Some Slight Improvements

04 August 2018

Hi there! I’m back! Today I want to talk about two Rust PRs I recently wrote. The PRs in question are #52942 and #52997. Both are relatively small changes to Rust’s internally used data structures that improve performance and readability. Both have some basic benchmarks (the first one already had them and I wrote them for the second one), although it’s rather hard to gauge whether they really impacted compile times (as perf.rust-lang.org puts all changes of the specific day together). But that’s not the point I want to make right now.

The Rust compiler, impressive though it is, has a lot of code, much of it not written in the best style, sometimes convoluted because of old restriction that have long since been lifted. Changing this is actually quite easy. Follow me while I trace my workflow for both PRs:

SmallVec

Reading through ljedrz’ #52859 I found the code unidiomatic, and the author’s explanation that they ran into a borrow checker problem raised the suspicion I could improve matters further.

(Aside: I’m usually on top of the PR queue because I put together a list of weekly merged PRs for This Week in Rust)

I waited for the PR to be merged, as the author thankfully had included some benchmarks I wanted to reuse. Then I looked into what actually happened: SmallVec has two modes: Array and Heap. In the first, data is stored inline, otherwise it will use a Vec. Now the speedup of this PR resulted in the fact that once the Heap state had been arrived at, the Vec would simply be extended.

However, this failed to improve matters if the SmallVec started in Array state even if reserving the requisite space as reported by size_hint().0 would have switched it to Heap state. Clearly a better path was to reserve first (which would push the SmallVec into Heap state if the current size plus the minimum size hint overflowed the array) to optimize for this common path, as in practice, SmallVecs are often extended with slices which have correct size information.

Next, I switched around the order of matched variants which appears to have assuaged the borrow checker, because I never got any error. Now the code reads better, and benchmarks were very favorable (especially in the case where the extend pushes the SmallVec into Heap state).

TinyList

That got me thinking. What other parts of the code could use improvement? I looked in the rustc_data_structures crate and found tiny_list.rs, containing a simple singly-linked list.

Both the insert and remove methods looked quite convoluted for a simple linked list. Seeing that there were no benchmarks, I added some for insert and remove (to ensure I wasn’t negatively impacting performance) and started refactoring the code.

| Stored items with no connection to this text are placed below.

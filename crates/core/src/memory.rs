//! In-memory document repository.
//!
//! [`MemoryRepository`] holds documents, principals and tags behind a shared lock and implements
//! [`PrincipalDirectory`] and [`TagService`]. A [`MemorySession`] pairs the repository with an
//! acting principal and implements [`DocumentSession`].
//!
//! ## Storage model
//!
//! - Documents keep insertion order, which is also the order child queries return.
//! - Paths are derived on read from the parent chain: `/` for the root, then `/`-joined names.
//! - The cache key is `<id>-<change token>`; the token increments on every save.
//! - Saving a document stamps `modified` and `last_contributor` with the current time and the
//!   acting principal.
//!
//! ## Seeding
//!
//! Repositories can be loaded from YAML. Parents must be listed before their children.
//!
//! ```yaml
//! principals:
//!   - { id: u-jdoe, first_name: John, last_name: Doe, login: jdoe }
//! documents:
//!   - { id: root, type: Root, name: "", folderish: true }
//!   - id: "42"
//!     type: Folder
//!     name: Reports
//!     parent: root
//!     folderish: true
//!     properties:
//!       created: "2014-03-01T10:00:00Z"
//! tags:
//!   - { document: "42", label: finance, user: jdoe }
//! ```

use crate::constants::{LAST_CONTRIBUTOR_PROPERTY, MODIFIED_PROPERTY};
use crate::document::{DocRef, Document, QuotaInfo};
use crate::session::{
    DocumentQuery, DocumentSession, Principal, PrincipalDirectory, Tag, TagService,
};
use crate::{BoxError, BoxResult};
use chrono::Utc;
use parking_lot::RwLock;
use serde::Deserialize;
use serde_json::Value;
use std::collections::BTreeMap;
use std::path::Path;
use std::sync::Arc;
use uuid::Uuid;

/// Top-level shape of a YAML repository seed.
#[derive(Debug, Default, Deserialize)]
pub struct RepositorySeed {
    #[serde(default)]
    pub principals: Vec<Principal>,
    #[serde(default)]
    pub documents: Vec<DocumentSeed>,
    #[serde(default)]
    pub tags: Vec<TagSeed>,
}

/// A document to insert. A missing `id` is replaced by a fresh UUID.
#[derive(Debug, Clone, Deserialize)]
pub struct DocumentSeed {
    #[serde(default)]
    pub id: Option<String>,
    #[serde(rename = "type")]
    pub doc_type: String,
    pub name: String,
    #[serde(default)]
    pub parent: Option<String>,
    #[serde(default)]
    pub folderish: bool,
    #[serde(default = "default_version_label")]
    pub version_label: String,
    #[serde(default = "default_lifecycle_state")]
    pub lifecycle_state: String,
    #[serde(default)]
    pub quota: Option<i64>,
    #[serde(default)]
    pub properties: BTreeMap<String, Value>,
}

fn default_version_label() -> String {
    "0.1".into()
}

fn default_lifecycle_state() -> String {
    "project".into()
}

#[derive(Debug, Clone, Deserialize)]
pub struct TagSeed {
    pub document: String,
    pub label: String,
    pub user: String,
}

#[derive(Debug, Clone)]
struct StoredDocument {
    id: DocRef,
    doc_type: String,
    name: String,
    parent: Option<DocRef>,
    folderish: bool,
    version_label: String,
    lifecycle_state: String,
    properties: BTreeMap<String, Value>,
    quota: Option<QuotaInfo>,
    change_token: u64,
}

#[derive(Debug, Clone)]
struct TagEntry {
    doc: DocRef,
    label: String,
    username: String,
}

#[derive(Debug, Default)]
struct RepositoryState {
    documents: Vec<StoredDocument>,
    principals: Vec<Principal>,
    tags: Vec<TagEntry>,
    moves: u64,
    commits: u64,
}

impl RepositoryState {
    fn find(&self, id: &DocRef) -> BoxResult<&StoredDocument> {
        self.documents
            .iter()
            .find(|d| &d.id == id)
            .ok_or_else(|| BoxError::Lookup(id.to_string()))
    }

    fn find_mut(&mut self, id: &DocRef) -> BoxResult<&mut StoredDocument> {
        self.documents
            .iter_mut()
            .find(|d| &d.id == id)
            .ok_or_else(|| BoxError::Lookup(id.to_string()))
    }

    fn path_of(&self, doc: &StoredDocument) -> BoxResult<String> {
        let mut names = Vec::new();
        let mut current = doc;
        while let Some(parent_ref) = &current.parent {
            if names.len() > self.documents.len() {
                return Err(BoxError::Lookup(format!(
                    "parent chain of {} does not reach a root",
                    doc.id
                )));
            }
            names.push(current.name.as_str());
            current = self.find(parent_ref)?;
        }
        names.reverse();
        Ok(format!("/{}", names.join("/")))
    }

    /// Whether `candidate` is `ancestor` or sits below it.
    fn is_within(&self, candidate: &DocRef, ancestor: &DocRef) -> bool {
        let mut cursor = Some(candidate.clone());
        let mut steps = 0;
        while let Some(id) = cursor {
            if &id == ancestor {
                return true;
            }
            steps += 1;
            if steps > self.documents.len() {
                return false;
            }
            cursor = self.find(&id).ok().and_then(|d| d.parent.clone());
        }
        false
    }

    fn materialise(&self, stored: &StoredDocument) -> BoxResult<Document> {
        Ok(Document {
            id: stored.id.clone(),
            doc_type: stored.doc_type.clone(),
            name: stored.name.clone(),
            parent_ref: stored.parent.clone(),
            path: self.path_of(stored)?,
            folderish: stored.folderish,
            cache_key: format!("{}-{}", stored.id, stored.change_token),
            version_label: stored.version_label.clone(),
            lifecycle_state: stored.lifecycle_state.clone(),
            properties: stored.properties.clone(),
            quota: stored.quota,
        })
    }

    fn insert(&mut self, seed: DocumentSeed) -> BoxResult<DocRef> {
        let id = DocRef::new(
            seed.id
                .unwrap_or_else(|| Uuid::new_v4().simple().to_string()),
        );
        if self.find(&id).is_ok() {
            return Err(BoxError::InvalidInput(format!("duplicate document id {id}")));
        }

        let parent = seed.parent.map(DocRef::new);
        if let Some(parent_ref) = &parent {
            let parent_doc = self.find(parent_ref).map_err(|_| {
                BoxError::InvalidInput(format!(
                    "document {id} references unknown parent {parent_ref}"
                ))
            })?;
            if !parent_doc.folderish {
                return Err(BoxError::InvalidInput(format!(
                    "document {id} cannot be placed under non-folderish {parent_ref}"
                )));
            }
        }

        self.documents.push(StoredDocument {
            id: id.clone(),
            doc_type: seed.doc_type,
            name: seed.name,
            parent,
            folderish: seed.folderish,
            version_label: seed.version_label,
            lifecycle_state: seed.lifecycle_state,
            properties: seed.properties,
            quota: seed.quota.map(QuotaInfo::new),
            change_token: 0,
        });
        Ok(id)
    }
}

/// Shared in-memory repository. Clones share the same state.
#[derive(Debug, Clone, Default)]
pub struct MemoryRepository {
    state: Arc<RwLock<RepositoryState>>,
}
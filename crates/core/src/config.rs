//! Core runtime configuration.
//!
//! This module defines configuration that should be resolved once at process startup and then
//! passed into the mapping layer. The intent is to avoid reading process-wide environment
//! variables during request handling, which can lead to inconsistent behaviour in multi-threaded
//! runtimes and test harnesses.

use crate::constants::{
    DEFAULT_FIELDS, DEFAULT_LIMIT, DEFAULT_OFFSET, DEFAULT_PATH_SEPARATOR, DEFAULT_SEED_FILE,
};
use crate::{BoxError, BoxResult};
use std::path::{Path, PathBuf};

/// Core configuration resolved at startup.
#[derive(Clone, Debug)]
pub struct CoreConfig {
    path_separator: String,
    default_limit: String,
    default_offset: String,
    default_fields: String,
}

impl CoreConfig {
    /// Create a new `CoreConfig`.
    ///
    /// # Errors
    ///
    /// Returns `BoxError::InvalidInput` if the separator is empty or the default limit/offset
    /// are not unsigned integers.
    pub fn new(
        path_separator: String,
        default_limit: String,
        default_offset: String,
        default_fields: String,
    ) -> BoxResult<Self> {
        if path_separator.is_empty() {
            return Err(BoxError::InvalidInput(
                "path_separator cannot be empty".into(),
            ));
        }

        for (name, value) in [("limit", &default_limit), ("offset", &default_offset)] {
            if value.trim().parse::<u64>().is_err() {
                return Err(BoxError::InvalidInput(format!(
                    "default {name} must be an unsigned integer, got {value:?}"
                )));
            }
        }

        Ok(Self {
            path_separator,
            default_limit,
            default_offset,
            default_fields,
        })
    }

    pub fn path_separator(&self) -> &str {
        &self.path_separator
    }

    pub fn default_limit(&self) -> &str {
        &self.default_limit
    }

    pub fn default_offset(&self) -> &str {
        &self.default_offset
    }

    pub fn default_fields(&self) -> &str {
        &self.default_fields
    }
}

impl Default for CoreConfig {
    fn default() -> Self {
        Self {
            path_separator: DEFAULT_PATH_SEPARATOR.into(),
            default_limit: DEFAULT_LIMIT.into(),
            default_offset: DEFAULT_OFFSET.into(),
            default_fields: DEFAULT_FIELDS.into(),
        }
    }
}

/// Parse the path separator from an optional string value.
///
/// If `value` is `None` or empty, returns [`DEFAULT_PATH_SEPARATOR`]. Surrounding whitespace is
/// kept only when the value is nothing but whitespace.
pub fn path_separator_from_env_value(value: Option<String>) -> String {
    match value {
        Some(v) if v.is_empty() => DEFAULT_PATH_SEPARATOR.into(),
        Some(v) if v.trim().is_empty() => v,
        Some(v) => v.trim().to_string(),
        None => DEFAULT_PATH_SEPARATOR.into(),
    }
}

/// Resolve the repository seed file without reading environment variables.
///
/// If `override_file` is provided, it must be an existing file. Otherwise this searches for
/// `fixtures/repository.yaml` relative to the current working directory and then walks up from
/// `CARGO_MANIFEST_DIR`.
pub fn resolve_seed_file(override_file: Option<PathBuf>) -> BoxResult<PathBuf> {
    if let Some(seed_file) = override_file {
        if seed_file.is_file() {
            return Ok(seed_file);
        }
        return Err(BoxError::InvalidInput(format!(
            "BOX_SEED_FILE override is not a file: {}",
            seed_file.display()
        )));
    }

    let cwd_relative = PathBuf::from(DEFAULT_SEED_FILE);
    if cwd_relative.is_file() {
        return Ok(cwd_relative);
    }

    let manifest_dir = Path::new(env!("CARGO_MANIFEST_DIR"));
    for ancestor in manifest_dir.ancestors() {
        let candidate = ancestor.join(DEFAULT_SEED_FILE);
        if candidate.is_file() {
            return Ok(candidate);
        }
    }

    Err(BoxError::InvalidInput(format!(
        "could not locate {DEFAULT_SEED_FILE}"
    )))
}

#[cfg(test)]
mod tests {
    use super::*;

    #[test]
    fn rejects_non_numeric_default_limit() {
        let err = CoreConfig::new("/".into(), "ten".into(), "0".into(), "*".into())
            .expect_err("non-numeric limit should be rejected");
        assert!(matches!(err, BoxError::InvalidInput(_)));
    }

    #[test]
    fn rejects_empty_separator() {
        assert!(CoreConfig::new(String::new(), "100".into(), "0".into(), "*".into()).is_err());
    }

    #[test]
    fn separator_defaults_when_unset_or_empty() {
        assert_eq!(path_separator_from_env_value(None), "/");
        assert_eq!(path_separator_from_env_value(Some(String::new())), "/");
        assert_eq!(path_separator_from_env_value(Some(" \\ ".into())), "\\");
    }

    #[test]
    fn seed_override_must_exist() {
        let dir = tempfile::tempdir().unwrap();
        let missing = dir.path().join("missing.yaml");
        assert!(resolve_seed_file(Some(missing)).is_err());

        let present = dir.path().join("seed.yaml");
        std::fs::write(&present, "documents: []\n").unwrap();
        assert_eq!(resolve_seed_file(Some(present.clone())).unwrap(), present);
    }

    #[test]
    fn bundled_seed_is_found_from_manifest_dir() {
        let seed = resolve_seed_file(None).expect("bundled seed should resolve");
        assert!(seed.ends_with(DEFAULT_SEED_FILE));
    }
}
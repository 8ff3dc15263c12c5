use box_core::config::resolve_seed_file;
use box_core::{
    build_children, build_item, tags::document_tags, to_json, BoxContext, BoxError, CoreConfig,
    DocRef, Document, DocumentSession, MemoryRepository,
};
use clap::{Parser, Subcommand};
use std::path::PathBuf;

#[derive(Parser)]
#[command(name = "boxctl")]
#[command(about = "Inspect a document repository through its Box API representation")]
struct Cli {
    /// Repository seed (YAML). Defaults to the bundled fixtures/repository.yaml
    #[arg(long, global = true)]
    seed: Option<PathBuf>,
    /// Login to act as
    #[arg(long, global = true, default_value = "Administrator")]
    user: String,
    #[command(subcommand)]
    command: Commands,
}

#[derive(Subcommand)]
enum Commands {
    /// Print a folder with its first page of children
    Folder {
        /// Folder id
        id: String,
    },
    /// Print a file
    File {
        /// File id
        id: String,
    },
    /// Print one page of a folder's children
    Items {
        /// Folder id
        id: String,
        #[arg(long)]
        limit: Option<String>,
        #[arg(long)]
        offset: Option<String>,
        #[arg(long)]
        fields: Option<String>,
    },
    /// List the acting user's tags on a document
    Tags {
        /// Document id
        id: String,
    },
}

/// Fetches `id`, rejecting a folder where a file is expected and the reverse.
fn load(session: &dyn DocumentSession, id: &str, folderish: bool) -> Result<Document, BoxError> {
    let doc = session.get_document(&DocRef::new(id))?;
    if doc.folderish != folderish {
        let kind = if folderish { "folder" } else { "file" };
        return Err(BoxError::Lookup(format!("{id} is not a {kind}")));
    }
    Ok(doc)
}

fn run(cli: Cli) -> Result<String, BoxError> {
    let seed = resolve_seed_file(cli.seed)?;
    let repo = MemoryRepository::from_yaml_file(&seed)?;
    let session = repo.session(cli.user);
    let config = CoreConfig::default();
    let ctx = BoxContext::new(&session, &repo, &repo, &config);

    match cli.command {
        Commands::Folder { id } => to_json(&build_item(&ctx, &load(&session, &id, true)?)?),
        Commands::File { id } => to_json(&build_item(&ctx, &load(&session, &id, false)?)?),
        Commands::Items {
            id,
            limit,
            offset,
            fields,
        } => {
            let folder = load(&session, &id, true)?;
            let page = build_children(
                &ctx,
                &folder,
                limit.as_deref().unwrap_or(config.default_limit()),
                offset.as_deref().unwrap_or(config.default_offset()),
                fields.as_deref().unwrap_or(config.default_fields()),
            )?;
            to_json(&page)
        }
        Commands::Tags { id } => {
            let doc = session.get_document(&DocRef::new(id))?;
            let labels = document_tags(&repo, &session, &doc)?;
            Ok(labels.join("\n"))
        }
    }
}

fn main() -> Result<(), Box<dyn std::error::Error>> {
    let cli = Cli::parse();
    let output = run(cli)?;
    if !output.is_empty() {
        println!("{output}");
    }
    Ok(())
}
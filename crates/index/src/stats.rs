/// Point-in-time counters for one table-segment.
#[derive(Debug, Clone, Copy, Default, PartialEq, Eq)]
pub struct SegmentStats {
    pub entries: usize,
    pub buckets: usize,
    pub arena_capacity: usize,
    pub arena_live_bytes: usize,
    pub arena_free_bytes: usize,
    pub rehashes: u64,
    pub defragmentations: u64,
}

/// Aggregated counters for the whole table.
///
/// Gathered one table-segment at a time, so under concurrent writes the
/// totals are approximate.
#[derive(Debug, Clone, Default, PartialEq, Eq)]
pub struct TableStats {
    pub segments: Vec<SegmentStats>,
}

impl TableStats {
    #[must_use]
    pub fn entries(&self) -> usize {
        self.segments.iter().map(|s| s.entries).sum()
    }

    #[must_use]
    pub fn buckets(&self) -> usize {
        self.segments.iter().map(|s| s.buckets).sum()
    }

    /// Bytes reserved by all arenas.
    #[must_use]
    pub fn arena_capacity(&self) -> usize {
        self.segments.iter().map(|s| s.arena_capacity).sum()
    }

    #[must_use]
    pub fn arena_live_bytes(&self) -> usize {
        self.segments.iter().map(|s| s.arena_live_bytes).sum()
    }

    #[must_use]
    pub fn arena_free_bytes(&self) -> usize {
        self.segments.iter().map(|s| s.arena_free_bytes).sum()
    }

    #[must_use]
    pub fn rehashes(&self) -> u64 {
        self.segments.iter().map(|s| s.rehashes).sum()
    }

    #[must_use]
    pub fn defragmentations(&self) -> u64 {
        self.segments.iter().map(|s| s.defragmentations).sum()
    }
}
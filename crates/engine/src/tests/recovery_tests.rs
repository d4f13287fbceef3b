use super::helpers::{count_files, data_path, index_path, small_config, value_100};
use crate::*;
use anyhow::Result;
use std::fs::{self, OpenOptions};
use std::io::Write;
use tempfile::tempdir;

// --------------------- Reopen ---------------------

#[test]
fn reopen_restores_last_values() -> Result<()> {
    let dir = tempdir()?;
    {
        let store = Store::open(dir.path(), small_config())?;
        store.put(b"a", b"1")?;
        store.put(b"b", b"2")?;
        store.put(b"a", b"3")?;
        store.delete(b"b")?;
        store.put(b"c", b"4")?;
        store.close()?;
    }

    let store = Store::open(dir.path(), small_config())?;
    assert_eq!(store.get(b"a")?, Some(b"3".to_vec()));
    assert!(store.get(b"b")?.is_none());
    assert_eq!(store.get(b"c")?, Some(b"4".to_vec()));
    assert_eq!(store.len(), 2);
    Ok(())
}

#[test]
fn reopen_without_explicit_close() -> Result<()> {
    let dir = tempdir()?;
    {
        let store = Store::open(dir.path(), small_config())?;
        store.put(b"k", b"v")?;
        // dropped here
    }

    let store = Store::open(dir.path(), small_config())?;
    assert_eq!(store.get(b"k")?, Some(b"v".to_vec()));
    Ok(())
}

#[test]
fn sequence_resumes_after_reopen() -> Result<()> {
    let dir = tempdir()?;
    {
        let store = Store::open(dir.path(), small_config())?;
        for i in 0..10 {
            store.put(format!("k{i}").as_bytes(), b"v")?;
        }
        store.delete(b"k0")?;
        assert_eq!(store.sequence_number(), 11);
    }

    let store = Store::open(dir.path(), small_config())?;
    assert_eq!(store.sequence_number(), 11);
    store.put(b"k0", b"back")?;
    assert_eq!(store.sequence_number(), 12);
    Ok(())
}

#[test]
fn many_files_recover() -> Result<()> {
    let dir = tempdir()?;
    {
        let store = Store::open(dir.path(), small_config())?;
        for round in 0..3 {
            for i in 0..60 {
                store.put(format!("key{i:03}").as_bytes(), &value_100(round * 1000 + i))?;
            }
        }
        for i in (0..60).step_by(3) {
            store.delete(format!("key{i:03}").as_bytes())?;
        }
    }

    let store = Store::open(dir.path(), small_config())?;
    for i in 0..60 {
        let got = store.get(format!("key{i:03}").as_bytes())?;
        if i % 3 == 0 {
            assert!(got.is_none(), "key{i:03} should stay deleted");
        } else {
            assert_eq!(got, Some(value_100(2000 + i)));
        }
    }
    assert_eq!(store.len(), 40);
    Ok(())
}

#[test]
fn empty_data_files_are_removed() -> Result<()> {
    let dir = tempdir()?;
    {
        let store = Store::open(dir.path(), small_config())?;
        store.close()?;
    }
    {
        let store = Store::open(dir.path(), small_config())?;
        store.close()?;
    }
    assert_eq!(count_files(dir.path(), ".data"), 1);
    Ok(())
}

// --------------------- Damaged files ---------------------

#[test]
fn torn_tail_is_truncated() -> Result<()> {
    let dir = tempdir()?;
    let (file_id, good_len) = {
        let store = Store::open(dir.path(), small_config())?;
        store.put(b"a", b"1")?;
        store.put(b"b", b"2")?;
        let id = store.stats().active_file_id;
        store.close()?;
        (id, fs::metadata(data_path(dir.path(), id))?.len())
    };

    // Half a header, as left by a crash in the middle of an append.
    let mut file = OpenOptions::new().append(true).open(data_path(dir.path(), file_id))?;
    file.write_all(&[0xAB; 10])?;
    drop(file);

    let store = Store::open(dir.path(), small_config())?;
    assert_eq!(store.get(b"a")?, Some(b"1".to_vec()));
    assert_eq!(store.get(b"b")?, Some(b"2".to_vec()));
    assert_eq!(fs::metadata(data_path(dir.path(), file_id))?.len(), good_len);

    store.put(b"c", b"3")?;
    assert_eq!(store.get(b"c")?, Some(b"3".to_vec()));
    Ok(())
}

#[test]
fn corrupt_last_record_is_dropped() -> Result<()> {
    let dir = tempdir()?;
    let file_id = {
        let store = Store::open(dir.path(), small_config())?;
        store.put(b"a", b"kept")?;
        store.put(b"b", b"lost")?;
        store.stats().active_file_id
    };

    // Flip the last value byte of "b".
    let path = data_path(dir.path(), file_id);
    let mut bytes = fs::read(&path)?;
    let last = bytes.len() - 1;
    bytes[last] ^= 0xFF;
    fs::write(&path, &bytes)?;

    let store = Store::open(dir.path(), small_config())?;
    assert_eq!(store.get(b"a")?, Some(b"kept".to_vec()));
    assert!(store.get(b"b")?.is_none());
    Ok(())
}

#[test]
fn missing_index_file_is_regenerated() -> Result<()> {
    let dir = tempdir()?;
    let sealed = {
        let store = Store::open(dir.path(), small_config())?;
        store.put(b"a", b"1")?;
        let id = store.stats().active_file_id;
        store.rotate()?;
        store.put(b"b", b"2")?;
        id
    };
    fs::remove_file(index_path(dir.path(), sealed))?;

    let store = Store::open(dir.path(), small_config())?;
    assert_eq!(store.get(b"a")?, Some(b"1".to_vec()));
    assert_eq!(store.get(b"b")?, Some(b"2".to_vec()));
    assert!(index_path(dir.path(), sealed).exists());
    Ok(())
}

#[test]
fn truncated_index_file_falls_back_to_scan() -> Result<()> {
    let dir = tempdir()?;
    let sealed = {
        let store = Store::open(dir.path(), small_config())?;
        for i in 0..5 {
            store.put(format!("k{i}").as_bytes(), b"v")?;
        }
        let id = store.stats().active_file_id;
        store.rotate()?;
        store.put(b"other", b"x")?;
        id
    };
    let path = index_path(dir.path(), sealed);
    let len = fs::metadata(&path)?.len();
    OpenOptions::new().write(true).open(&path)?.set_len(len - 5)?;

    let store = Store::open(dir.path(), small_config())?;
    for i in 0..5 {
        assert_eq!(store.get(format!("k{i}").as_bytes())?, Some(b"v".to_vec()));
    }
    assert_eq!(fs::metadata(&path)?.len(), len);
    Ok(())
}

/// Writes k1..k3 into one data file, seals it behind a newer file and
/// removes its index file so the next open has to scan it.
fn sealed_file_without_index(dir: &std::path::Path) -> Result<u32> {
    let store = Store::open(dir, small_config())?;
    for i in 1..=3 {
        store.put(format!("k{i}").as_bytes(), format!("v{i}").as_bytes())?;
    }
    let id = store.stats().active_file_id;
    store.rotate()?;
    store.put(b"newer", b"x")?;
    store.close()?;
    fs::remove_file(index_path(dir, id))?;
    Ok(id)
}

#[test]
fn damaged_record_in_sealed_file_is_not_repaired() -> Result<()> {
    let dir = tempdir()?;
    let sealed = sealed_file_without_index(dir.path())?;

    // First value byte of k1: 22-byte header, 2-byte key.
    let path = data_path(dir.path(), sealed);
    let mut bytes = fs::read(&path)?;
    let len = bytes.len() as u64;
    bytes[24] ^= 0xFF;
    fs::write(&path, &bytes)?;

    for _ in 0..2 {
        let store = Store::open(dir.path(), small_config())?;
        assert!(matches!(store.get(b"k1"), Err(StoreError::Checksum { .. })));
        assert_eq!(store.get(b"k2")?, Some(b"v2".to_vec()));
        assert_eq!(store.get(b"k3")?, Some(b"v3".to_vec()));
        assert_eq!(store.get(b"newer")?, Some(b"x".to_vec()));
        assert_eq!(fs::metadata(&path)?.len(), len);
        assert!(index_path(dir.path(), sealed).exists());
        store.close()?;
    }
    Ok(())
}

#[test]
fn undelimited_record_in_sealed_file_keeps_the_file() -> Result<()> {
    let dir = tempdir()?;
    let sealed = sealed_file_without_index(dir.path())?;

    // High byte of k2's value size, so its frame runs past the file end.
    let path = data_path(dir.path(), sealed);
    let mut bytes = fs::read(&path)?;
    let len = bytes.len() as u64;
    bytes[26 + 13] = 0x7F;
    fs::write(&path, &bytes)?;

    let store = Store::open(dir.path(), small_config())?;
    assert_eq!(store.get(b"k1")?, Some(b"v1".to_vec()));
    assert_eq!(store.get(b"newer")?, Some(b"x".to_vec()));
    assert!(store.data_file_ids().contains(&sealed));
    assert_eq!(fs::metadata(&path)?.len(), len);
    Ok(())
}

// --------------------- Tombstones ---------------------

#[test]
fn delete_survives_reopen_while_record_remains() -> Result<()> {
    let dir = tempdir()?;
    {
        let store = Store::open(dir.path(), small_config())?;
        store.put(b"gone", b"v")?;
        store.put(b"kept", b"v")?;
        store.delete(b"gone")?;
    }
    for _ in 0..3 {
        let store = Store::open(dir.path(), small_config())?;
        assert!(store.get(b"gone")?.is_none());
        assert_eq!(store.get(b"kept")?, Some(b"v".to_vec()));
        assert_eq!(store.stats().tombstone_files, 1);
    }
    Ok(())
}

#[test]
fn unneeded_tombstones_are_dropped_at_open() -> Result<()> {
    let dir = tempdir()?;
    {
        let store = Store::open(dir.path(), small_config())?;
        store.put(b"a", b"1")?;
        store.put(b"b", b"2")?;
        store.delete(b"a")?;
        store.rotate()?;
        store.compact_all()?;
        assert!(store.get(b"a")?.is_none());
    }

    let store = Store::open(dir.path(), small_config())?;
    assert!(store.get(b"a")?.is_none());
    assert_eq!(store.get(b"b")?, Some(b"2".to_vec()));

    let tombstone_id = store.stats().active_file_id - 1;
    let size = fs::metadata(dir.path().join(format!("{tombstone_id}.tombstone")))?.len();
    assert_eq!(size, 0, "the record for `a` is gone, so is its tombstone");
    Ok(())
}

#[test]
fn tombstone_files_kept_without_cleanup() -> Result<()> {
    let dir = tempdir()?;
    let config = StoreConfig {
        clean_up_tombstones_during_open: false,
        ..small_config()
    };
    {
        let store = Store::open(dir.path(), config.clone())?;
        store.put(b"a", b"1")?;
        store.delete(b"a")?;
    }
    let store = Store::open(dir.path(), config)?;
    assert!(store.get(b"a")?.is_none());
    assert_eq!(store.stats().tombstone_files, 2);
    Ok(())
}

First, let’s look at insert. The original version:

pub fn insert(&mut self, data: T) {
    let current_head = mem::replace(&mut self.head, None);

    if let Some(current_head) = current_head {
        let current_head = Box::new(current_head);
        self.head = Some(Element {
            data,
            next: Some(current_head)
        });
    } else {
        self.head = Some(Element {
            data,
            next: None,
        })
    }
}

This looks complex, and there is a lot of duplication. Yet the only difference between the Some and None branch is that if current_head was Some(head), it has to be boxed, whereas None values stayed None. Rust’s Option type already has a function for those cases, so I just took the mem::replace(..) and mapped Box::new over it to get our new next. The function becomes:

pub fn insert(&mut self, data: T) {
    self.head = Some(Element {
        data,
        next: mem::replace(&mut self.head, None).map(Box::new),
    });
}

Much easier to follow, although sadly not changing performance at all, because the compiler very likely saw through the old code already.

The remove case was a bit more involved. I must confess that I at first could not understand what the code did, but the data structure only allows for three cases which were easy enough to trace through:

The list is empty (self.head == None), so return false
The list has an element and the data is found, so replace self.head with *self.head.next (the * is to unbox it) and return true
The list has an element, which has different data: Call into the element chain recursively to remove it if found

Simply removing the existing code and coding up a match block with the three cases led to much easier code and a performance win. Apparently this time the compiler didn’t see through the second match and the extra unwrap() call. I missed the unboxing operation at first and got a sufficiently helpful type error. Most of my time was spent waiting for the benchmarks to run.

Moral of the story

Similar to how the walkaways operate in Cory Doctorow’s eponymous book, the Rust compiler gets written by many people trying different things. Errors and inefficiencies will be routed around, and while the result may look messy at first, the whole thing converges to a damn fine state, if enough people care.

So if you are somewhere on Rust’s learning curve and want to chime in, there are a lot of things to be done. Finding code that can be improved isn’t too hard (maybe we could start an initiative to help here?), nor is actually carrying out the improvement. So don’t shy away and bring those PRs! Happy Rusting!